MORE than 150 teens and younger children have been killed by Israeli forces in the occupied West Bank since Hamas’s attack on southern Israel last October, it was reported today.
Amnesty International said that most of the dead were killed during the nearly daily raids carried out by the Israelis using disproportionate and unlawful force.
Amjad Hamadneh lost his teenage son Mahmoud when the boy’s school dismissed students at the start of a May raid.
“He didn’t do anything. He didn’t make a single mistake,” says Mr Hamadneh, whose son was one of two teens killed that morning by a sniper.
“If he’d been a freedom fighter or was carrying a weapon, I would not be so emotional,” says his father, an unemployed construction worker. “But he only had his books and a pencil case.”
It is clear from statements by the Israeli military, resistance groups and families in the West Bank that a number of the Palestinian teens killed in recent months were resistance fighters. But many appear to have been random targets.
The Israeli army said that it has stepped up raids since October 7 to apprehend Palestinians suspected of carrying out attacks in the West Bank.
Video from a neighbour’s security system, shared on social media, shows how teenager Issa Jallad was killed by an Israeli armoured vehicle on a June afternoon as he rode a motorbike with a friend.

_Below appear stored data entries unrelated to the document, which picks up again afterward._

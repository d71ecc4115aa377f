//! Dignity calculation for Vedic astrology.
//!
//! Resolves exaltation, debilitation, moolatrikona and own-sign placements,
//! falling back to the natural (naisargika) relationship between a planet and
//! the lord of the sign it occupies.

use serde::{Deserialize, Serialize};
use crate::chart::rulers::get_sign_lord;
use crate::chart::types::{normalize_degrees, Dignity, Planet, Sign};

#[derive(Debug, Clone, Copy, PartialEq, Eq, Serialize, Deserialize)]
#[serde(rename_all = "camelCase")]
pub enum Relationship {
    Friend,
    Neutral,
    Enemy,
}

/// Moolatrikona span: sign plus [start, end) degrees within it.
struct MoolatrikonaSpan {
    sign: Sign,
    start: f64,
    end: f64,
}

fn exaltation_sign(planet: Planet) -> Option<Sign> {
    match planet {
        Planet::Sun => Some(Sign::Aries),
        Planet::Moon => Some(Sign::Taurus),
        Planet::Mars => Some(Sign::Capricorn),
        Planet::Mercury => Some(Sign::Virgo),
        Planet::Jupiter => Some(Sign::Cancer),
        Planet::Venus => Some(Sign::Pisces),
        Planet::Saturn => Some(Sign::Libra),
        Planet::Rahu => Some(Sign::Taurus),
        Planet::Ketu => Some(Sign::Scorpio),
        Planet::Ascendant => None,
    }
}

fn moolatrikona_span(planet: Planet) -> Option<MoolatrikonaSpan> {
    let (sign, start, end) = match planet {
        Planet::Sun => (Sign::Leo, 0.0, 20.0),
        Planet::Moon => (Sign::Taurus, 3.0, 30.0),
        Planet::Mars => (Sign::Aries, 0.0, 12.0),
        Planet::Mercury => (Sign::Virgo, 15.0, 20.0),
        Planet::Jupiter => (Sign::Sagittarius, 0.0, 10.0),
        Planet::Venus => (Sign::Libra, 0.0, 15.0),
        Planet::Saturn => (Sign::Aquarius, 0.0, 20.0),
        _ => return None,
    };
    Some(MoolatrikonaSpan { sign, start, end })
}

/// Natural relationship of `planet` towards `other`.
pub fn natural_relationship(planet: Planet, other: Planet) -> Relationship {
    use Planet::*;
    use Relationship::*;
    if planet == other {
        return Friend;
    }
    let (friends, enemies): (&[Planet], &[Planet]) = match planet {
        Sun => (&[Moon, Mars, Jupiter], &[Venus, Saturn]),
        Moon => (&[Sun, Mercury], &[]),
        Mars => (&[Sun, Moon, Jupiter], &[Mercury]),
        Mercury => (&[Sun, Venus], &[Moon]),
        Jupiter => (&[Sun, Moon, Mars], &[Mercury, Venus]),
        Venus => (&[Mercury, Saturn], &[Sun, Moon]),
        Saturn => (&[Mercury, Venus], &[Sun, Moon, Mars]),
        Rahu | Ketu => (&[Mercury, Venus, Saturn], &[Sun, Moon, Mars]),
        Ascendant => (&[], &[]),
    };
    if friends.contains(&other) {
        Friend
    } else if enemies.contains(&other) {
        Enemy
    } else {
        Neutral
    }
}

pub struct DignitiesService;

impl DignitiesService {
    /// Get the dignity of a planet at a sidereal longitude.
    ///
    /// Moolatrikona spans take precedence inside the exaltation sign (Moon in
    /// Taurus past 3°, Mercury in Virgo from 15° to 20°).
    pub fn get_dignity(&self, planet: Planet, longitude: f64) -> Dignity {
        if planet == Planet::Ascendant {
            return Dignity::Neutral;
        }
        let lon = normalize_degrees(longitude);
        let sign = Sign::from_longitude(lon);
        let degree = lon % 30.0;

        if let Some(span) = moolatrikona_span(planet) {
            if span.sign == sign && degree >= span.start && degree < span.end {
                return Dignity::Moolatrikona;
            }
        }
        if exaltation_sign(planet) == Some(sign) {
            return Dignity::Exalted;
        }
        if self.is_debilitation_sign(planet, sign) {
            return Dignity::Debilitated;
        }

        let lord = get_sign_lord(sign);
        if lord == planet {
            return Dignity::OwnSign;
        }
        match natural_relationship(planet, lord) {
            Relationship::Friend => Dignity::Friendly,
            Relationship::Neutral => Dignity::Neutral,
            Relationship::Enemy => Dignity::Enemy,
        }
    }

    /// Whether `sign` is the debilitation sign of `planet`.
    pub fn is_debilitation_sign(&self, planet: Planet, sign: Sign) -> bool {
        exaltation_sign(planet).map(|s| s.advance(6) == sign).unwrap_or(false)
    }
}

#[cfg(test)]
mod tests {
    use super::*;

    #[test]
    fn test_get_dignity_exalted() {
        let service = DignitiesService;
        // Mars in Capricorn (270-300 degrees)
        assert_eq!(service.get_dignity(Planet::Mars, 280.0), Dignity::Exalted);
        // Sun in Aries
        assert_eq!(service.get_dignity(Planet::Sun, 10.0), Dignity::Exalted);
    }

    #[test]
    fn test_get_dignity_debilitated() {
        let service = DignitiesService;
        // Mars in Cancer
        assert_eq!(service.get_dignity(Planet::Mars, 100.0), Dignity::Debilitated);
        // Jupiter in Capricorn
        assert_eq!(service.get_dignity(Planet::Jupiter, 275.0), Dignity::Debilitated);
    }

    #[test]
    fn test_get_dignity_moolatrikona_precedence() {
        let service = DignitiesService;
        assert_eq!(service.get_dignity(Planet::Moon, 31.0), Dignity::Exalted);
        assert_eq!(service.get_dignity(Planet::Moon, 40.0), Dignity::Moolatrikona);
        assert_eq!(service.get_dignity(Planet::Mercury, 157.0), Dignity::Exalted);
        assert_eq!(service.get_dignity(Planet::Mercury, 167.0), Dignity::Moolatrikona);
        assert_eq!(service.get_dignity(Planet::Sun, 125.0), Dignity::Moolatrikona);
        assert_eq!(service.get_dignity(Planet::Sun, 145.0), Dignity::OwnSign);
    }

    #[test]
    fn test_get_dignity_relationship_fallback() {
        let service = DignitiesService;
        // Sun in Sagittarius: Jupiter is a friend
        assert_eq!(service.get_dignity(Planet::Sun, 245.0), Dignity::Friendly);
        // Sun in Taurus: Venus is an enemy
        assert_eq!(service.get_dignity(Planet::Sun, 45.0), Dignity::Enemy);
        // Sun in Gemini: Mercury is neutral
        assert_eq!(service.get_dignity(Planet::Sun, 75.0), Dignity::Neutral);
    }

    #[test]
    fn test_debilitation_signs() {
        let service = DignitiesService;
        assert!(service.is_debilitation_sign(Planet::Sun, Sign::Libra));
        assert!(service.is_debilitation_sign(Planet::Rahu, Sign::Scorpio));
        assert!(!service.is_debilitation_sign(Planet::Sun, Sign::Aries));
        assert!(!service.is_debilitation_sign(Planet::Ascendant, Sign::Libra));
    }

    #[test]
    fn test_ascendant_is_neutral() {
        assert_eq!(DignitiesService.get_dignity(Planet::Ascendant, 10.0), Dignity::Neutral);
    }
}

The Israeli army said that its soldiers had spotted two “militants” handling a powerful explosive device. When the pair tried to flee, troops opened fire and “neutralised them.”
But an Israeli human rights group B’Tselem says that its review of multiple security camera videos showed Jallad and his friend posed no threat.
The occupied West Bank was already seeing deadly clashes before October 7. But Israeli forces, which police about three million Palestinians while assigned to protect 500,000 Jewish settlers, have significantly stepped up raids in the months since.
Youths represent almost a quarter of the nearly 700 Palestinians slain in the West Bank since the war began, the most since the violent uprising known as the second intifada in the early 2000s.
More than 20 Israeli civilians and soldiers have been killed in the territory since October.
An Israeli military spokesman said the country’s army makes great efforts to avoid harming civilians during raids and “does not target civilians, period.” He said that human rights groups focus on a few outlier cases.